Photo Credit: Jerry Monkman

Brooks Farm (Formerly Misner)

Places We Work New York Shawangunks Project List

Misner Farm

In 2007, OSI was able to quickly respond to a direct threat of farmland loss by acquiring the 54-acre historic Misner Farm. Without OSI’s direct acquisition, this property, which is adjacent to the Davenport Farm and claims more than 40 acres of productive farm fields, could have been sold for residential subdivision and development.

In 2008, OSI sold approximately 45 acres of the Misner Farm in Marbletown to Frank and Cyndi Brooks. This Ulster County farm is protected by a conservation easement, which permanently limits development on the property except for expanded agricultural use.

The Brooks own the nearby 167-acre Generation Farm. The fields border the Esopus Creek, which flows out of the Catskill Mountains and is a significant freshwater tributary of the Hudson River. supporting an abundance of trout fishing enjoyed by anglers. 

Rondout Valley farms have provided a dramatic rural landscape for the past century. They lie directly between the significant swath of OSI protected lands of the Shawangunk Ridge and the 5,400 acre Lundy Estate, which OSI and TPL added to the Catskill Park Forest Preserve in 2000.

Throughout this remarkable region, OSI has protected lands of ecological, scenic, recreational and historic significance, including the Sam’s Point Preserve, the Lundy Estate, substantial portions of Minnewaska State Park Preserve, the Trapps Gateway, and thousands of acres of state forest on the Ridge.

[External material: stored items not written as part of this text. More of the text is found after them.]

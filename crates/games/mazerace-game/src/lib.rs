//! Maze Race rules: move resolution, wall validation, path search, the pure
//! snapshot engine, and the heuristic agent.

pub mod bot;
pub mod engine;
pub mod moves;
pub mod pathfinding;
pub mod setup;
pub mod walls;

pub use engine::GameEngine;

The New York State Farmland Preservation Program (PDR Program) purchases development rights from willing farmers, placing agricultural land in conservation easements that continues to allow farm activities while restricting non-agricultural related development. Before and after values are determined by an appraisal and the farmer is paid the difference. The Program seeks to ensure the continued economic viability of agriculture. It uses critical mass to keep support services in place and minimize land use conflicts. It provides economic incentives to continue farming by allowing farmers to obtain development value for their property without the development, and it can reduce costs of entry and value for new farmers by creating agricultural and farming availability.